== Segment start ==
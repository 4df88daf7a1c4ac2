use crate::cell::{CellRef, HashBytes};
use crate::error::Error;
use crate::util::unlikely;

/// A read-only cursor over the data and references of a cell.
///
/// Every successful load advances the cursor, a failed load leaves it as is.
/// The cursor can not be copied or moved back.
pub struct CellSlice<'a> {
    cell: CellRef<'a>,
    bits_offset: u16,
    refs_offset: u8,
}

impl<'a> CellSlice<'a> {
    /// Constructs a new cell slice from the specified cell.
    #[inline]
    pub fn new(cell: CellRef<'a>) -> Self {
        Self {
            cell,
            bits_offset: 0,
            refs_offset: 0,
        }
    }

    /// Returns a reference to the underlying cell.
    #[inline]
    pub fn cell(&self) -> CellRef<'a> {
        self.cell
    }

    /// Returns the number of remaining bits of data in the slice.
    #[inline]
    pub fn remaining_bits(&self) -> u16 {
        self.cell.bit_len().saturating_sub(self.bits_offset)
    }

    /// Returns the number of remaining references in the slice.
    #[inline]
    pub fn remaining_refs(&self) -> u8 {
        self.cell.reference_count().saturating_sub(self.refs_offset)
    }

    /// Returns the start of the data window.
    #[inline]
    pub fn bits_offset(&self) -> u16 {
        self.bits_offset
    }

    /// Returns the start of the references window.
    #[inline]
    pub fn refs_offset(&self) -> u8 {
        self.refs_offset
    }

    /// Returns whether there are no data bits left.
    #[inline]
    pub fn is_data_empty(&self) -> bool {
        self.remaining_bits() == 0
    }

    /// Returns whether there are no references left.
    #[inline]
    pub fn is_refs_empty(&self) -> bool {
        self.remaining_refs() == 0
    }

    /// Returns whether there are at least the specified number of bits
    /// and references left.
    #[inline]
    pub fn has_remaining(&self, bits: u16, refs: u8) -> bool {
        bits <= self.remaining_bits() && refs <= self.remaining_refs()
    }

    /// Tries to advance the start of the data window.
    pub fn skip_bits(&mut self, bits: u16) -> Result<(), Error> {
        if unlikely(bits > self.remaining_bits()) {
            return Err(Error::UnexpectedEndOfData);
        }
        self.bits_offset += bits;
        Ok(())
    }

    /// Reads a bit at the specified offset without advancing the cursor.
    pub fn get_bit(&self, offset: u16) -> Result<bool, Error> {
        if unlikely(offset >= self.remaining_bits()) {
            return Err(Error::UnexpectedEndOfData);
        }
        let position = self.bits_offset + offset;
        let byte = self.cell.data()[(position / 8) as usize];
        Ok(byte & (0x80 >> (position % 8)) != 0)
    }

    /// Reads the next bit.
    pub fn load_bit(&mut self) -> Result<bool, Error> {
        let bit = ok!(self.get_bit(0));
        self.bits_offset += 1;
        Ok(bit)
    }

    /// Reads an unsigned integer of up to 64 bits at the specified offset
    /// without advancing the cursor.
    pub fn get_uint(&self, offset: u16, bits: u16) -> Result<u64, Error> {
        if unlikely(bits > 64) {
            return Err(Error::IntOverflow);
        }
        if unlikely(offset as u32 + bits as u32 > self.remaining_bits() as u32) {
            return Err(Error::UnexpectedEndOfData);
        }

        let data = self.cell.data();
        let mut position = self.bits_offset + offset;
        let mut left = bits;
        let mut result = 0u64;

        while left > 0 {
            let byte = data[(position / 8) as usize];
            let shift = position % 8;
            let take = std::cmp::min(8 - shift, left);

            // Bits of the current byte which are still unread, aligned to the right
            let chunk = (byte << shift) >> (8 - take);
            result = (result << take) | chunk as u64;

            position += take;
            left -= take;
        }

        Ok(result)
    }

    /// Reads an unsigned integer of up to 64 bits.
    pub fn load_uint(&mut self, bits: u16) -> Result<u64, Error> {
        let value = ok!(self.get_uint(0, bits));
        self.bits_offset += bits;
        Ok(value)
    }

    /// Reads an unsigned integer of up to 8 bits.
    pub fn load_small_uint(&mut self, bits: u16) -> Result<u8, Error> {
        if unlikely(bits > 8) {
            return Err(Error::IntOverflow);
        }
        self.load_uint(bits).map(|value| value as u8)
    }

    /// Reads the next `u8`.
    #[inline]
    pub fn load_u8(&mut self) -> Result<u8, Error> {
        self.load_uint(8).map(|value| value as u8)
    }

    /// Reads the next `u16`.
    #[inline]
    pub fn load_u16(&mut self) -> Result<u16, Error> {
        self.load_uint(16).map(|value| value as u16)
    }

    /// Reads the next `u32`.
    #[inline]
    pub fn load_u32(&mut self) -> Result<u32, Error> {
        self.load_uint(32).map(|value| value as u32)
    }

    /// Reads the next `i32` in two's complement.
    #[inline]
    pub fn load_i32(&mut self) -> Result<i32, Error> {
        self.load_uint(32).map(|value| value as u32 as i32)
    }

    /// Reads the next `u64`.
    #[inline]
    pub fn load_u64(&mut self) -> Result<u64, Error> {
        self.load_uint(64)
    }

    /// Reads a length-prefixed big-endian integer of up to 16 bytes.
    ///
    /// `len_bits` is the width of the byte length prefix.
    pub fn load_var_uint(&mut self, len_bits: u16) -> Result<u128, Error> {
        if unlikely(len_bits > 8) {
            return Err(Error::IntOverflow);
        }
        let len = ok!(self.get_uint(0, len_bits)) as u16;
        if unlikely(len > 16) {
            return Err(Error::IntOverflow);
        }

        let mut bytes = [0u8; 16];
        let value_bits = len * 8;
        if unlikely(len_bits + value_bits > self.remaining_bits()) {
            return Err(Error::UnexpectedEndOfData);
        }
        let mut offset = len_bits;
        for byte in &mut bytes[16 - len as usize..] {
            *byte = ok!(self.get_uint(offset, 8)) as u8;
            offset += 8;
        }

        self.bits_offset += len_bits + value_bits;
        Ok(u128::from_be_bytes(bytes))
    }

    /// Reads the specified number of bits into the beginning of the buffer.
    ///
    /// Bits of the last byte past the requested length are zero.
    pub fn load_raw<'b>(&mut self, buffer: &'b mut [u8], bits: u16) -> Result<&'b [u8], Error> {
        let byte_len = ((bits as usize) + 7) / 8;
        if unlikely(byte_len > buffer.len()) {
            return Err(Error::CellOverflow);
        }
        if unlikely(bits > self.remaining_bits()) {
            return Err(Error::UnexpectedEndOfData);
        }

        let mut offset = 0;
        for byte in &mut buffer[..byte_len] {
            let take = std::cmp::min(8, bits - offset);
            // NOTE: bounds were checked above
            let value = ok!(self.get_uint(offset, take)) as u8;
            *byte = value << (8 - take);
            offset += take;
        }

        self.bits_offset += bits;
        Ok(&buffer[..byte_len])
    }

    /// Reads the next 256 bits as a hash.
    pub fn load_u256(&mut self) -> Result<HashBytes, Error> {
        let mut result = HashBytes::ZERO;
        ok!(self.load_raw(&mut result.0, 256));
        Ok(result)
    }

    /// Returns the next child cell without advancing the cursor.
    pub fn get_reference(&self, index: u8) -> Result<CellRef<'a>, Error> {
        if unlikely(index >= self.remaining_refs()) {
            return Err(Error::UnexpectedEndOfData);
        }
        match self.cell.reference(self.refs_offset + index) {
            Some(cell) => Ok(cell),
            None => Err(Error::UnexpectedEndOfData),
        }
    }

    /// Returns the next child cell and advances the references window.
    pub fn load_reference(&mut self) -> Result<CellRef<'a>, Error> {
        let cell = ok!(self.get_reference(0));
        self.refs_offset += 1;
        Ok(cell)
    }

    /// Returns a cursor over the next child cell.
    #[inline]
    pub fn load_reference_as_slice(&mut self) -> Result<CellSlice<'a>, Error> {
        self.load_reference().map(CellSlice::new)
    }

    /// Advances the references window.
    pub fn skip_references(&mut self, refs: u8) -> Result<(), Error> {
        if unlikely(refs > self.remaining_refs()) {
            return Err(Error::UnexpectedEndOfData);
        }
        self.refs_offset += refs;
        Ok(())
    }

    /// Loads the value of the specified type.
    #[inline]
    pub fn load<T: crate::cell::Load<'a>>(&mut self) -> Result<T, Error> {
        T::load_from(self)
    }
}

impl std::fmt::Debug for CellSlice<'_> {
    fn fmt(&self, f: &mut std::fmt::Formatter<'_>) -> std::fmt::Result {
        f.debug_struct("CellSlice")
            .field("cell", &self.cell)
            .field("bits_offset", &self.bits_offset)
            .field("refs_offset", &self.refs_offset)
            .finish()
    }
}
== Segment end ==
> Directions
In the records above, how many lines hold the string "HashBytes"? Reply with only the number.

> Completed exercise
3